[Opening Dataset entries section]

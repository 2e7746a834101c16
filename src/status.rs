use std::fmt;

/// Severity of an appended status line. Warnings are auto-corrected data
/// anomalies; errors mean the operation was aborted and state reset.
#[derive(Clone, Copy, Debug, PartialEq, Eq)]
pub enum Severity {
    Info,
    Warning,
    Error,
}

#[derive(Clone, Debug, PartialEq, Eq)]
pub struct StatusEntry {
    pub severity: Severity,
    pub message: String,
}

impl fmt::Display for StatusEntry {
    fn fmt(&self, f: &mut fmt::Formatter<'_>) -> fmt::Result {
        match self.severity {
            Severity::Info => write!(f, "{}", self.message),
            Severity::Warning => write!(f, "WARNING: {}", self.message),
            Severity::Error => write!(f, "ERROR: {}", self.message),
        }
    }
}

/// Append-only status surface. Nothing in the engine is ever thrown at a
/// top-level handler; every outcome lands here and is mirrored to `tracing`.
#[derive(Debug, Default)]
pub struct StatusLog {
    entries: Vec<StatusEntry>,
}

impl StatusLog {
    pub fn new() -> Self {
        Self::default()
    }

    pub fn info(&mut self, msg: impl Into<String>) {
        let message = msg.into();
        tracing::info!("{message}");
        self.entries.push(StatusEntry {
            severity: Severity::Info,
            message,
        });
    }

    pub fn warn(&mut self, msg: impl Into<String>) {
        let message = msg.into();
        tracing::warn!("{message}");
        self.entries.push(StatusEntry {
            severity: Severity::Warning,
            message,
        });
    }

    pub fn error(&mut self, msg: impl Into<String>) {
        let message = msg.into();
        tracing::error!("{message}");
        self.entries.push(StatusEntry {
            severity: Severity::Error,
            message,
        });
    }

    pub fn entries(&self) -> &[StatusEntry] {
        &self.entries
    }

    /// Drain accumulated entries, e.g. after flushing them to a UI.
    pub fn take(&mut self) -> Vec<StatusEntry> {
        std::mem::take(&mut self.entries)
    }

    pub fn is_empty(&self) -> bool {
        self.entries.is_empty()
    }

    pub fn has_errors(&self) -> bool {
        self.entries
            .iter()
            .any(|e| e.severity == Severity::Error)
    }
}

[Closing Dataset entries section]
[Opening Dataset entries section]

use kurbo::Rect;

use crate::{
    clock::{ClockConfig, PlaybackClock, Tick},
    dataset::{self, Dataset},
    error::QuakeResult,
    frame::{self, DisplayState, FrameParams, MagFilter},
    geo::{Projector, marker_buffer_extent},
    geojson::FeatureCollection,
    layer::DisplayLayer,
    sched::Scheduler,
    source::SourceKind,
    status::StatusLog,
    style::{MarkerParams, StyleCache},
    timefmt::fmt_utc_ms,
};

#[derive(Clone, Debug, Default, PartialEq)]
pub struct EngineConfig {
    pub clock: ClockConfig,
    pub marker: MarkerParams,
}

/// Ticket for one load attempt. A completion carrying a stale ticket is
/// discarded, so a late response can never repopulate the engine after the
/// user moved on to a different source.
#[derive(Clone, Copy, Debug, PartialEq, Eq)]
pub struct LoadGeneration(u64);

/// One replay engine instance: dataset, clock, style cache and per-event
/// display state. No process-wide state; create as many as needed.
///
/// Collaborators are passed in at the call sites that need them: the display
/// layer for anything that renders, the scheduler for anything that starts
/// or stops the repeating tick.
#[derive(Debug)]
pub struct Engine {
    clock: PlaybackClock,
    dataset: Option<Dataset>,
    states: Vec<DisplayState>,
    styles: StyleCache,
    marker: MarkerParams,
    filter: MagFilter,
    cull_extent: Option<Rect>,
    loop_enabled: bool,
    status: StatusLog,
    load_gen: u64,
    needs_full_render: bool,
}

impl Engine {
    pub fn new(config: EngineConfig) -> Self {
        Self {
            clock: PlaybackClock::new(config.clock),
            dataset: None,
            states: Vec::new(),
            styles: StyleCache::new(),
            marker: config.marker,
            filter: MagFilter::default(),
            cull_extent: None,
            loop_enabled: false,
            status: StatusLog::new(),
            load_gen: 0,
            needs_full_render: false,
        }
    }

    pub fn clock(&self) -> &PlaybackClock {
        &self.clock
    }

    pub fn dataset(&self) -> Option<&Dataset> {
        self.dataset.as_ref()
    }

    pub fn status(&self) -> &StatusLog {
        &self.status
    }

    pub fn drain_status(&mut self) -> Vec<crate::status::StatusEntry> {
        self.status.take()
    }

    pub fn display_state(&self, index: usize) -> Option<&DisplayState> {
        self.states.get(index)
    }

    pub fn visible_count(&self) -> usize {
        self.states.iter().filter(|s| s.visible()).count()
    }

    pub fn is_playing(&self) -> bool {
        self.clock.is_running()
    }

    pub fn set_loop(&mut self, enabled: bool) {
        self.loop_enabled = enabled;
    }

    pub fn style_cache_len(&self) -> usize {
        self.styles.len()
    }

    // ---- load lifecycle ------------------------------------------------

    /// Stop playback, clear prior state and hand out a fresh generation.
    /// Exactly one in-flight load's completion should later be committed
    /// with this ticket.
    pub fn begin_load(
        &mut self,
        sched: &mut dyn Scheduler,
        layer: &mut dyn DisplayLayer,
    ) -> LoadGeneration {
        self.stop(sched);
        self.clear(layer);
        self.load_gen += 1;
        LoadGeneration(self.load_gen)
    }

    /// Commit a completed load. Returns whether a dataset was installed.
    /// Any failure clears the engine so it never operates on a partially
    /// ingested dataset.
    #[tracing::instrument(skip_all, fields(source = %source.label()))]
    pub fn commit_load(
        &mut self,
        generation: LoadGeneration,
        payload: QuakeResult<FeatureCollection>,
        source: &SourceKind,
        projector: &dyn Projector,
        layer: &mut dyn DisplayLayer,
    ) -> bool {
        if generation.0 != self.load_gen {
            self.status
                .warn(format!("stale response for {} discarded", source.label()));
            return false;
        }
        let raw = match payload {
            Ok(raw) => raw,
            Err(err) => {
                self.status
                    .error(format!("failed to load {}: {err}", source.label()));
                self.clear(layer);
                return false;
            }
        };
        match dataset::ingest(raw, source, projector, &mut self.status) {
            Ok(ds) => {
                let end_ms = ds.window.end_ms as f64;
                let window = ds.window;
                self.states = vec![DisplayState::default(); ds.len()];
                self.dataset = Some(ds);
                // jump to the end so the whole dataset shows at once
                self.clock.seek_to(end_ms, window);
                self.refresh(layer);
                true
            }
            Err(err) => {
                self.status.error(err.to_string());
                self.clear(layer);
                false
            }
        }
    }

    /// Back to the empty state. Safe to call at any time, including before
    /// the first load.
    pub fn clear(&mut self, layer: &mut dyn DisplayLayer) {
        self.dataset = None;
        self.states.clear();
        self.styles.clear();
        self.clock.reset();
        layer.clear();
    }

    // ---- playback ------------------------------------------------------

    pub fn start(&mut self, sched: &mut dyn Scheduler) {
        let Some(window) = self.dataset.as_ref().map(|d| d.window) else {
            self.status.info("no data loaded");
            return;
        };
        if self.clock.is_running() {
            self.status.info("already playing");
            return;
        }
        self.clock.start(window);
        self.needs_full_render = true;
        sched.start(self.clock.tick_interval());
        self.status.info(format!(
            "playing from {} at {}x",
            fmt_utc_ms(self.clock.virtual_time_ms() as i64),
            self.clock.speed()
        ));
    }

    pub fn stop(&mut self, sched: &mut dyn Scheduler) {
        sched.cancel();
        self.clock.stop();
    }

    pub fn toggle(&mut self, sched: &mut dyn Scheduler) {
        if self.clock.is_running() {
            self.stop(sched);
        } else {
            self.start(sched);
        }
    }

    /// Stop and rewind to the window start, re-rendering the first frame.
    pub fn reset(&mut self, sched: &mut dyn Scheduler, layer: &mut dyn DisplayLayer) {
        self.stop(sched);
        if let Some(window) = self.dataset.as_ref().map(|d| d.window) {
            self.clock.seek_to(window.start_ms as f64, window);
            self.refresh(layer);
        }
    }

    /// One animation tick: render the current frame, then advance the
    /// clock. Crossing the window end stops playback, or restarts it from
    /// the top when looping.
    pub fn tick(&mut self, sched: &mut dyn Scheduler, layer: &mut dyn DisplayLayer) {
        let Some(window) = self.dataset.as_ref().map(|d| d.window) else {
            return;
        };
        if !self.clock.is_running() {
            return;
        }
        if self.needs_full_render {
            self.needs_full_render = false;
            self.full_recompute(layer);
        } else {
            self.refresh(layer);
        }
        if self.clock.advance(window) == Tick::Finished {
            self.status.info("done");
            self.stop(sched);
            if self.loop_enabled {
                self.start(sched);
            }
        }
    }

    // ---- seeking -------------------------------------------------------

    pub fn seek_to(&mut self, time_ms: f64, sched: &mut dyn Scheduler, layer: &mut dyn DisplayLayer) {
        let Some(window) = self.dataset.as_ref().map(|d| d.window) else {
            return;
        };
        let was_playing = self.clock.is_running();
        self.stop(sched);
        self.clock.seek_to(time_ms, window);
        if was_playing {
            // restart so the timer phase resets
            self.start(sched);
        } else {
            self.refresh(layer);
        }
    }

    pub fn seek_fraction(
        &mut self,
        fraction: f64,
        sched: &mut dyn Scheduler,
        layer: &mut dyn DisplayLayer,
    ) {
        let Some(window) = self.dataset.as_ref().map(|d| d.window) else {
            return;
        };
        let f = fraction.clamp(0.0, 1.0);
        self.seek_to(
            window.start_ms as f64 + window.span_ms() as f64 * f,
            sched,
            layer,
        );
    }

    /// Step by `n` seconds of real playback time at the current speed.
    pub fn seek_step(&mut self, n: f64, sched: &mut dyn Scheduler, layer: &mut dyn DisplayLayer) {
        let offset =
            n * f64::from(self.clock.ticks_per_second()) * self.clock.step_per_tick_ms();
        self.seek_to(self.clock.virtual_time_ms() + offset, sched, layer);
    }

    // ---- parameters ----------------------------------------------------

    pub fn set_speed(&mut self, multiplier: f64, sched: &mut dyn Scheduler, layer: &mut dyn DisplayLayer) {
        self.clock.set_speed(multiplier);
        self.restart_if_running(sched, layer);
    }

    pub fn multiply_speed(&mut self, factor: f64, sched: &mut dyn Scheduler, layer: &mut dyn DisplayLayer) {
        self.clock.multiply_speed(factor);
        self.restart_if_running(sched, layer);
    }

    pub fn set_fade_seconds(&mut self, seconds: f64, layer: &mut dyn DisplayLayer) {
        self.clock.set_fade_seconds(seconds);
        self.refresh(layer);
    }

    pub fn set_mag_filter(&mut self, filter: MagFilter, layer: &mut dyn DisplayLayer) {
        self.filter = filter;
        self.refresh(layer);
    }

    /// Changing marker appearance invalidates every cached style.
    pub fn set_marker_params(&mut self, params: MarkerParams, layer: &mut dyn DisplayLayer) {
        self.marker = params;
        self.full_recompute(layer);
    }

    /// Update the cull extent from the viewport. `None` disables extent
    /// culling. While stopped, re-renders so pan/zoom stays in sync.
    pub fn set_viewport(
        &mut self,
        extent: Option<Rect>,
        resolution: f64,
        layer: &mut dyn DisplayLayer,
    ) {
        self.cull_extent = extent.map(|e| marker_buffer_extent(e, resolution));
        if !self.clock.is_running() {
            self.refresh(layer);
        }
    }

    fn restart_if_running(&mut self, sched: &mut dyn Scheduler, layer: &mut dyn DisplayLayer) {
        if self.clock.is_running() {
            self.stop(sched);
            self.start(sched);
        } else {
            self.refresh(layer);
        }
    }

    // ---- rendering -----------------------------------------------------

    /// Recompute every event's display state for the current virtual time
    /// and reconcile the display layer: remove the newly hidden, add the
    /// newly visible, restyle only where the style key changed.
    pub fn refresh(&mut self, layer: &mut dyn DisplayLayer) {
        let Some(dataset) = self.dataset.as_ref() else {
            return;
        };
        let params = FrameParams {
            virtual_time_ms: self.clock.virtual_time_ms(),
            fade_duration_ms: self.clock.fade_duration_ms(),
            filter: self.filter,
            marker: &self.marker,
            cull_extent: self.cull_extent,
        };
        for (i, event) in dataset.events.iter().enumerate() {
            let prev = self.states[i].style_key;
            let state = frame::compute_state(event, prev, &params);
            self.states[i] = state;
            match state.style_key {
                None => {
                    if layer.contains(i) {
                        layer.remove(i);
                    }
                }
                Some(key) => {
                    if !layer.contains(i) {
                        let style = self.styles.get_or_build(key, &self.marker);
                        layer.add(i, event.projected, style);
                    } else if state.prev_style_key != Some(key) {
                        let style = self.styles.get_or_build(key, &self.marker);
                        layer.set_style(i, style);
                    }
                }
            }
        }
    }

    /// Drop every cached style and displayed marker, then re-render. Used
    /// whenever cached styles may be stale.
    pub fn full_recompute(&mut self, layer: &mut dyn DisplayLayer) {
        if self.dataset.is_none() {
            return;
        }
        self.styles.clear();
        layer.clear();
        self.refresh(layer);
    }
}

[Closing Dataset entries section]

- Directions for this task: Would you please copy every line in the data that contains the word "write"?

- Expected answer:
            Severity::Info => write!(f, "{}", self.message),
            Severity::Warning => write!(f, "WARNING: {}", self.message),
            Severity::Error => write!(f, "ERROR: {}", self.message),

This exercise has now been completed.